SEATTLE, July 20, 2004 - Swedish Heart Institute recently became home to cardiovascular medicine's latest technology - a new cardiac catheterization lab equipped with a state-of-the-art magnetic-assisted navigational device called the Niobe® System from St. Louis-based Stereotaxis Inc. Located at Swedish Medical Center/Providence Campus, it is designed to improve many catheter-based cardiac procedures, such as when using a catheter for evaluating irregular heartbeats, balloon angioplasty, and stent placement for treating blocked arteries.
It received approval from the U.S. Food and Drug Administration in January 2003. In May 2004, Swedish Heart Institute became the first program on the West Coast - and one of only 16 sites in the world - to begin using the system. To date, Swedish Heart Institute electrophysiologists and interventional cardiologists have used it in about 10 cases.
The majority of the $4 million price tag for Stereotaxis came from seed money from the State for development of the Seattle Heart and Vascular Institute - a collaborative effort among many of the region's cardiac-care providers, which will be located at Swedish/Providence.
The Stereotaxis system employs an arrangement of magnets that create a 360-degree magnetic field around the patient. Tiny magnets are placed at the tip of the catheters and guide wires, which are inserted into the arteries. The opposing magnetic field immediately surrounding the patient on the catheterization table is used to align the catheter's magnet, in much the same way the needle of a compass aligns with the North Pole. The physician then uses a joystick-type device to pinpoint the affected area and guide the catheter to the location. This new way of "steering" catheters differs from the more traditional method of manually twisting, turning and pushing the catheter through the arteries.

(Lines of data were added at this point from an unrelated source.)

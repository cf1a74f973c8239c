#[derive(Debug)]
/// Represents all errors that can occur during evaluation.
pub enum RuntimeError {
    /// Attempted division by zero.
    DivisionByZero {
        /// The source line where the error occurred.
        line: usize,
    },
}

impl std::fmt::Display for RuntimeError {
    fn fmt(&self, f: &mut std::fmt::Formatter<'_>) -> std::fmt::Result {
        match self {
            Self::DivisionByZero { line } => write!(f, "Error on line {line}: Division by zero."),
        }
    }
}

impl std::error::Error for RuntimeError {}
use std::collections::HashMap;

/// Stores the per-session variable state.
///
/// A flat mapping from identifier to its current numeric value. The table is
/// created empty at session start, shared by every statement in the session,
/// and only goes away when the session ends.
///
/// # Example
/// ```
/// use deskcalc::calculator::symbols::SymbolTable;
///
/// let mut table = SymbolTable::new();
/// assert_eq!(table.value_of("x"), 0.0);
///
/// table.assign("x", 5.0);
/// assert_eq!(table.value_of("x"), 5.0);
/// ```
#[derive(Debug, Default)]
pub struct SymbolTable {
    entries: HashMap<String, f64>,
}

impl SymbolTable {
    /// Creates an empty table.
    #[must_use]
    pub fn new() -> Self {
        Self::default()
    }

    /// The current value of `name`. A name that has never been assigned is
    /// created on first lookup with the value `0.0`.
    pub fn value_of(&mut self, name: &str) -> f64 {
        match self.entries.get(name) {
            Some(value) => *value,
            None => {
                self.entries.insert(name.to_owned(), 0.0);
                0.0
            },
        }
    }

    /// Creates or updates the entry for `name`. The new value is immediately
    /// visible to later lookups in the same session.
    pub fn assign(&mut self, name: &str, value: f64) {
        self.entries.insert(name.to_owned(), value);
    }

    /// The value of `name`, without creating an entry.
    #[must_use]
    pub fn get(&self, name: &str) -> Option<f64> {
        self.entries.get(name).copied()
    }

    /// The number of known names.
    #[must_use]
    pub fn len(&self) -> usize {
        self.entries.len()
    }

    /// Returns `true` when no name has been seen yet.
    #[must_use]
    pub fn is_empty(&self) -> bool {
        self.entries.is_empty()
    }
}
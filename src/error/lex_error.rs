#[derive(Debug)]
/// Represents all errors that can occur while tokenizing input.
pub enum LexError {
    /// Encountered a character that cannot start any token.
    UnrecognizedCharacter {
        /// The offending character.
        found: char,
        /// The source line where the error occurred.
        line:  usize,
    },
    /// A numeric literal was malformed, for example `1.2.3`.
    MalformedNumber {
        /// The literal as it appeared in the input.
        literal: String,
        /// The source line where the error occurred.
        line:    usize,
    },
}

impl std::fmt::Display for LexError {
    fn fmt(&self, f: &mut std::fmt::Formatter<'_>) -> std::fmt::Result {
        match self {
            Self::UnrecognizedCharacter { found, line } => {
                write!(f, "Error on line {line}: Unrecognized character '{found}'.")
            },

            Self::MalformedNumber { literal, line } => {
                write!(f, "Error on line {line}: Malformed numeric literal '{literal}'.")
            },
        }
    }
}

impl std::error::Error for LexError {}
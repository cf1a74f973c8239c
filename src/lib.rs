//! # deskcalc
//!
//! deskcalc is a minimal desk calculator written in Rust. It evaluates
//! statements of the form `expression ;` over the operators `+ - * /`, with
//! parentheses, unary minus, and named variables that persist for the whole
//! session. Expressions are evaluated directly from the token stream; no
//! syntax tree is built.

#![warn(
    clippy::redundant_clone,
    clippy::needless_pass_by_value,
    clippy::similar_names,
    clippy::large_enum_variant,
    clippy::string_lit_as_bytes,
    clippy::match_same_arms,
    clippy::cargo,
    clippy::nursery,
    clippy::perf,
    clippy::style,
    clippy::suspicious,
    clippy::correctness,
    clippy::complexity,
    clippy::pedantic,
)]
#![allow(clippy::missing_errors_doc)]

use crate::{calculator::session::Session, error::CalcResult};

/// Orchestrates the evaluation of calculator input.
///
/// This module ties together the tokenizer, the recursive-descent
/// evaluator, the symbol table, and the statement-level session driver. It
/// exposes the types used to evaluate interactive, file-backed, or
/// in-memory input.
///
/// # Responsibilities
/// - Coordinates the core components: lexer, evaluator, symbols, session.
/// - Provides entry points for evaluating statements one at a time or
///   driving a whole input stream to completion.
/// - Manages statement-level error recovery.
pub mod calculator;
/// Provides unified error types for tokenizing and evaluation.
///
/// This module defines all errors that can be raised while a session runs.
/// It standardizes error reporting and carries the source line of each
/// failure for diagnostics.
///
/// # Responsibilities
/// - Defines error enums for all failure modes (lexer, grammar, runtime).
/// - Attaches line numbers and detailed messages for context.
/// - Distinguishes recoverable statement-level errors from fatal I/O
///   failures.
pub mod error;

/// Evaluates every statement in `source` and returns the outcomes in order.
///
/// Each element is one statement's result, or the error that statement
/// failed with. A failed statement does not stop the session: evaluation
/// resumes at the next `;`, and assignments made by earlier statements stay
/// visible.
///
/// # Examples
/// ```
/// use deskcalc::evaluate_script;
///
/// let outcomes = evaluate_script("x = 5; x + 2;");
/// assert!(matches!(outcomes[0], Ok(v) if v == 5.0));
/// assert!(matches!(outcomes[1], Ok(v) if v == 7.0));
///
/// // Division by zero is reported, and the session keeps going.
/// let outcomes = evaluate_script("1 / 0; 2 + 2;");
/// assert!(outcomes[0].is_err());
/// assert!(matches!(outcomes[1], Ok(v) if v == 4.0));
/// ```
#[must_use]
pub fn evaluate_script(source: &str) -> Vec<CalcResult<f64>> {
    let mut session = Session::from_source(source);
    let mut outcomes = Vec::new();

    while let Some(outcome) = session.evaluate_next() {
        outcomes.push(outcome);
    }

    outcomes
}
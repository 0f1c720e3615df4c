//! Client search request context.
//!
//! One `SearchRequest` is parsed per search call from the original argument
//! list, threaded through the scatter-gather engine as the call's private
//! context, and dropped after the reducer runs.

/// Default page size applied when the request carries no LIMIT clause.
const DEFAULT_LIMIT: i64 = 10;

#[derive(Debug, Clone)]
pub struct SearchRequest {
    pub query: String,
    pub offset: i64,
    pub limit: i64,
    /// Whether the user asked for scores. Internally the shard command
    /// always carries WITHSCORES; this flag controls output projection only.
    pub with_scores: bool,
    pub with_payload: bool,
    pub with_sort_by: bool,
    pub sort_ascending: bool,
    pub with_sorting_keys: bool,
    pub no_content: bool,
}

impl SearchRequest {
    /// Parses a search command argument list (`FT.SEARCH {index} {query}
    /// ...`). Returns `None` when the request is too short to be a search.
    pub fn parse(args: &[String]) -> Option<Self> {
        if args.len() < 3 {
            return None;
        }

        let mut req = SearchRequest {
            query: args[2].clone(),
            offset: 0,
            limit: DEFAULT_LIMIT,
            with_scores: arg_exists(args, "WITHSCORES", 3),
            with_payload: arg_exists(args, "WITHPAYLOADS", 3),
            with_sort_by: false,
            sort_ascending: true,
            with_sorting_keys: arg_exists(args, "WITHSORTKEYS", 3),
            no_content: arg_exists(args, "NOCONTENT", 3),
        };

        // SORTBY {field} [ASC|DESC]
        if let Some(sort_by) = arg_index(args, "SORTBY") {
            if sort_by > 2 {
                req.with_sort_by = true;
                if let Some(dir) = args.get(sort_by + 2) {
                    if dir.eq_ignore_ascii_case("DESC") {
                        req.sort_ascending = false;
                    }
                }
            }
        }

        // RETURN 0 suppresses content just like NOCONTENT
        if !req.no_content {
            if let Some(ret) = arg_index_from(args, "RETURN", 3) {
                let count = args
                    .get(ret + 1)
                    .and_then(|v| v.parse::<i64>().ok())
                    .unwrap_or(-1);
                if count <= 0 {
                    req.no_content = true;
                }
            }
        }

        // LIMIT {offset} {limit}
        if let Some(limit_pos) = arg_index(args, "LIMIT") {
            if let (Some(offset), Some(limit)) = (
                args.get(limit_pos + 1).and_then(|v| v.parse::<i64>().ok()),
                args.get(limit_pos + 2).and_then(|v| v.parse::<i64>().ok()),
            ) {
                req.offset = offset;
                req.limit = limit;
            }
        }
        if req.limit <= 0 {
            req.limit = DEFAULT_LIMIT;
        }
        if req.offset <= 0 {
            req.offset = 0;
        }

        Some(req)
    }

    /// Upper bound of candidates the merge has to hold: offset + limit.
    pub fn bound(&self) -> usize {
        (self.offset + self.limit).max(0) as usize
    }
}

/// Case-insensitive position of `name` anywhere in the argument list.
pub fn arg_index(args: &[String], name: &str) -> Option<usize> {
    args.iter().position(|a| a.eq_ignore_ascii_case(name))
}

/// Case-insensitive position of `name`, searching from `from` onward.
pub fn arg_index_from(args: &[String], name: &str, from: usize) -> Option<usize> {
    args.iter()
        .skip(from)
        .position(|a| a.eq_ignore_ascii_case(name))
        .map(|p| p + from)
}

fn arg_exists(args: &[String], name: &str, from: usize) -> bool {
    arg_index_from(args, name, from).is_some()
}
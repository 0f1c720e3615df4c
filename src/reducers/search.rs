//! Bounded Top-K Search Merge
//!
//! Merges per-shard ranked result pages into one globally ranked page
//! honoring the request's offset and limit. Each shard reply starts with the
//! shard's total match count followed by fixed-size records whose layout
//! depends on the requested optional fields.
//!
//! The merge holds at most `offset + limit` candidates in a min-oriented
//! bounded heap whose root is the worst-ranked candidate held so far. Shard
//! streams arrive pre-sorted best-to-worst, so the moment one candidate of a
//! stream fails to beat the heap's worst, the rest of that stream can be
//! skipped without changing the output.

use std::cmp::Ordering;

use crate::protocol::Reply;

use super::request::SearchRequest;

/// One candidate row from a shard's reply. Lives only inside a single
/// reducer invocation.
#[derive(Debug, Clone)]
pub struct SearchResult {
    pub id: String,
    pub score: f64,
    pub sort_key: Option<String>,
    /// Numeric value of `sort_key` when it has the `#<float>` form.
    pub sort_key_num: Option<f64>,
    pub fields: Reply,
    pub payload: Reply,
}

/// Field offsets within one record of a shard reply. Derived once per reply
/// from the request flags.
#[derive(Debug, Clone, Copy)]
struct RecordLayout {
    step: usize,
    score_offset: usize,
    payload_offset: Option<usize>,
    sort_key_offset: Option<usize>,
    fields_offset: Option<usize>,
}

impl RecordLayout {
    fn for_request(req: &SearchRequest) -> Self {
        // base: id, score, fields
        let mut step = 3;
        let score_offset = 1;
        let mut fields_offset = 2;
        let mut payload_offset = None;
        let mut sort_key_offset = None;

        if req.with_payload {
            step += 1;
            payload_offset = Some(2);
            fields_offset = 3;
        }
        if req.with_sort_by || req.with_sorting_keys {
            step += 1;
            sort_key_offset = Some(fields_offset);
            fields_offset += 1;
        }
        let fields_offset = if req.no_content {
            step -= 1;
            None
        } else {
            Some(fields_offset)
        };

        Self { step, score_offset, payload_offset, sort_key_offset, fields_offset }
    }

    fn max_offset(&self) -> usize {
        let mut max = self.score_offset;
        for off in [self.payload_offset, self.sort_key_offset, self.fields_offset]
            .into_iter()
            .flatten()
        {
            max = max.max(off);
        }
        max
    }
}

/// Parses one record starting at `base`. Returns `None` for malformed rows,
/// which ends consumption of that shard's reply.
fn parse_result(arr: &[Reply], base: usize, layout: &RecordLayout) -> Option<SearchResult> {
    if base + layout.max_offset() >= arr.len() {
        return None;
    }

    let raw_id = arr[base].as_str()?;
    // strip the shard tag we injected while routing
    let id = match raw_id.find('{') {
        Some(brace) if raw_id[brace..].contains('}') => raw_id[..brace].to_string(),
        _ => raw_id.to_string(),
    };

    let score = arr[base + layout.score_offset].as_double().unwrap_or(0.0);

    let payload = layout
        .payload_offset
        .map(|off| arr[base + off].clone())
        .unwrap_or(Reply::Nil);
    let fields = layout
        .fields_offset
        .map(|off| arr[base + off].clone())
        .unwrap_or(Reply::Nil);

    let sort_key = layout
        .sort_key_offset
        .and_then(|off| arr[base + off].as_str())
        .map(str::to_string);
    let sort_key_num = sort_key.as_deref().and_then(|k| {
        k.strip_prefix('#').and_then(|num| num.parse::<f64>().ok())
    });

    Some(SearchResult { id, score, sort_key, sort_key_num, fields, payload })
}

/// Ranks two candidates; `Greater` means `a` is better (appears earlier in
/// the merged page).
///
/// With SORTBY and both sort keys present the keys are compared numerically
/// when both parsed as numbers and as strings otherwise, larger winning,
/// with ties broken by reverse id comparison; the ascending flag inverts the
/// whole outcome. In every other case candidates compare by score, larger
/// winning, ties again broken by reverse id comparison.
pub fn cmp_rank(a: &SearchResult, b: &SearchResult, req: &SearchRequest) -> Ordering {
    if req.with_sort_by {
        if let (Some(key_a), Some(key_b)) = (a.sort_key.as_deref(), b.sort_key.as_deref()) {
            let mut ord = match (a.sort_key_num, b.sort_key_num) {
                (Some(na), Some(nb)) => na.partial_cmp(&nb).unwrap_or(Ordering::Equal),
                _ => key_a.cmp(key_b),
            };
            if ord == Ordering::Equal {
                ord = a.id.cmp(&b.id);
            }
            return if req.sort_ascending { ord.reverse() } else { ord };
        }
    }

    match a.score.partial_cmp(&b.score).unwrap_or(Ordering::Equal) {
        Ordering::Equal => a.id.cmp(&b.id),
        ord => ord,
    }
}

/// Bounded min-oriented heap of candidates; the root is always the worst
/// candidate held, so filling up discards globally worst-ranked rows first.
/// Eviction simply drops the displaced row; there is no manual slot
/// bookkeeping.
struct ResultHeap<'r> {
    items: Vec<SearchResult>,
    capacity: usize,
    req: &'r SearchRequest,
}

impl<'r> ResultHeap<'r> {
    fn new(capacity: usize, req: &'r SearchRequest) -> Self {
        Self {
            items: Vec::with_capacity(capacity),
            capacity,
            req,
        }
    }

    fn is_full(&self) -> bool {
        self.items.len() >= self.capacity
    }

    fn worst(&self) -> Option<&SearchResult> {
        self.items.first()
    }

    fn push(&mut self, result: SearchResult) {
        self.items.push(result);
        let mut i = self.items.len() - 1;
        while i > 0 {
            let parent = (i - 1) / 2;
            if cmp_rank(&self.items[i], &self.items[parent], self.req) == Ordering::Less {
                self.items.swap(i, parent);
                i = parent;
            } else {
                break;
            }
        }
    }

    /// Replaces the worst-ranked candidate with a better one.
    fn replace_worst(&mut self, result: SearchResult) {
        self.items[0] = result;
        let mut i = 0;
        loop {
            let mut least = i;
            for child in [2 * i + 1, 2 * i + 2] {
                if child < self.items.len()
                    && cmp_rank(&self.items[child], &self.items[least], self.req)
                        == Ordering::Less
                {
                    least = child;
                }
            }
            if least == i {
                break;
            }
            self.items.swap(i, least);
            i = least;
        }
    }

    /// Drains into descending rank order (best first).
    fn into_sorted(self) -> Vec<SearchResult> {
        let req = self.req;
        let mut items = self.items;
        items.sort_by(|a, b| cmp_rank(b, a, req));
        items
    }
}

/// The top-K merge reducer.
pub fn merge_search_results(replies: &[Reply], req: &SearchRequest) -> Reply {
    // no replies at all means the whole dispatch timed out
    if replies.is_empty() {
        return Reply::Error("Could not send query to cluster".to_string());
    }

    let layout = RecordLayout::for_request(req);
    let bound = req.bound();
    let mut heap = ResultHeap::new(bound, req);
    let mut total: i64 = 0;
    let mut last_error: Option<Reply> = None;

    for reply in replies {
        if reply.is_error() {
            last_error = Some(reply.clone());
            continue;
        }
        let Some(arr) = reply.as_array() else {
            continue;
        };
        if arr.is_empty() {
            continue;
        }

        // first element is always the shard's reported total match count
        total += arr[0].as_int().unwrap_or(0);

        let mut base = 1;
        while base < arr.len() {
            let Some(result) = parse_result(arr, base, &layout) else {
                break;
            };

            if !heap.is_full() {
                heap.push(result);
            } else if bound == 0 {
                break;
            } else {
                let beats_worst = heap
                    .worst()
                    .map(|worst| cmp_rank(&result, worst, req) == Ordering::Greater)
                    .unwrap_or(false);
                if beats_worst {
                    heap.replace_worst(result);
                } else {
                    // this shard's stream is pre-sorted, nothing further
                    // from it can rank higher
                    break;
                }
            }
            base += layout.step;
        }
    }

    // Zero matches with at least one shard error means nothing usable
    // arrived; surface the error. If some shards produced results we prefer
    // the partial answer over the error.
    if total == 0 {
        if let Some(err) = last_error {
            return err;
        }
    }

    let ranked = heap.into_sorted();
    let offset = req.offset.max(0) as usize;

    let mut out: Vec<Reply> = Vec::new();
    out.push(Reply::Int(total));
    for result in ranked.into_iter().take(bound).skip(offset) {
        out.push(Reply::Str(result.id));
        if req.with_scores {
            out.push(Reply::Double(result.score));
        }
        if req.with_payload {
            out.push(result.payload);
        }
        if req.with_sorting_keys && req.with_sort_by {
            out.push(match result.sort_key {
                Some(key) => Reply::Str(key),
                None => Reply::Nil,
            });
        }
        if !req.no_content {
            out.push(result.fields);
        }
    }
    Reply::Array(out)
}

Greater precision, more flexibility (the catheter can make turns and twists of 90 degrees or sharper) and less dependence on physician dexterity are among the primary benefits this system offers over manual navigation.
The device is also designed to allow physicians the ability to access locations in the heart (not just vessels) that are difficult to reach and it is expected to make the cure of rhythms such as atrial fibrillation - the No. 1 arrhythmia cause for hospitalizations - more practical.
Previously, due to risks associated with their size or location, some arteries may have gone untreated or the patient may have become a candidate for open-heart surgery. It is hoped that because the magnetic force helps the physician to move the catheter into the desired treatment location, some patients may potentially be able to avoid surgery.
Although many interventional cardiology procedures are short in duration, at least 10 percent to 20 percent of them are prolonged due to navigation through difficult coronary arteries and the difficulty sometimes results in the inability to complete the procedure.
"It's reassuring to know that physicians who have used the system at other hospitals have reported the ability to perform procedures they potentially would not have been able to do without the device," says Swedish Heart Institute Interventional Cardiologist Mark Reisman, M.D., with Seattle Cardiac and Vascular Consultants. "And most have reported decreased procedure times, increased throughput, decreased costs and improved outcomes."
The system is expected to set a new standard of care for cardiovascular treatment within the next few years, but won't be exclusively for heart. "It can also be used for vascular and potentially neurovascular procedures," says Howard Lewis, M.D., executive director of the Swedish Heart Institute. "This system offers unique advantages. We expect the technology to grow in use and applications in the future."
In 2003, more than 4,200 cardiac catheterization procedures were performed between Swedish Medical Center's First Hill and Providence campuses. With this new technology, the Swedish Heart Institute expects to increase its ability to diagnose and treat patients with more complex coronary problems within King County and throughout Washington state.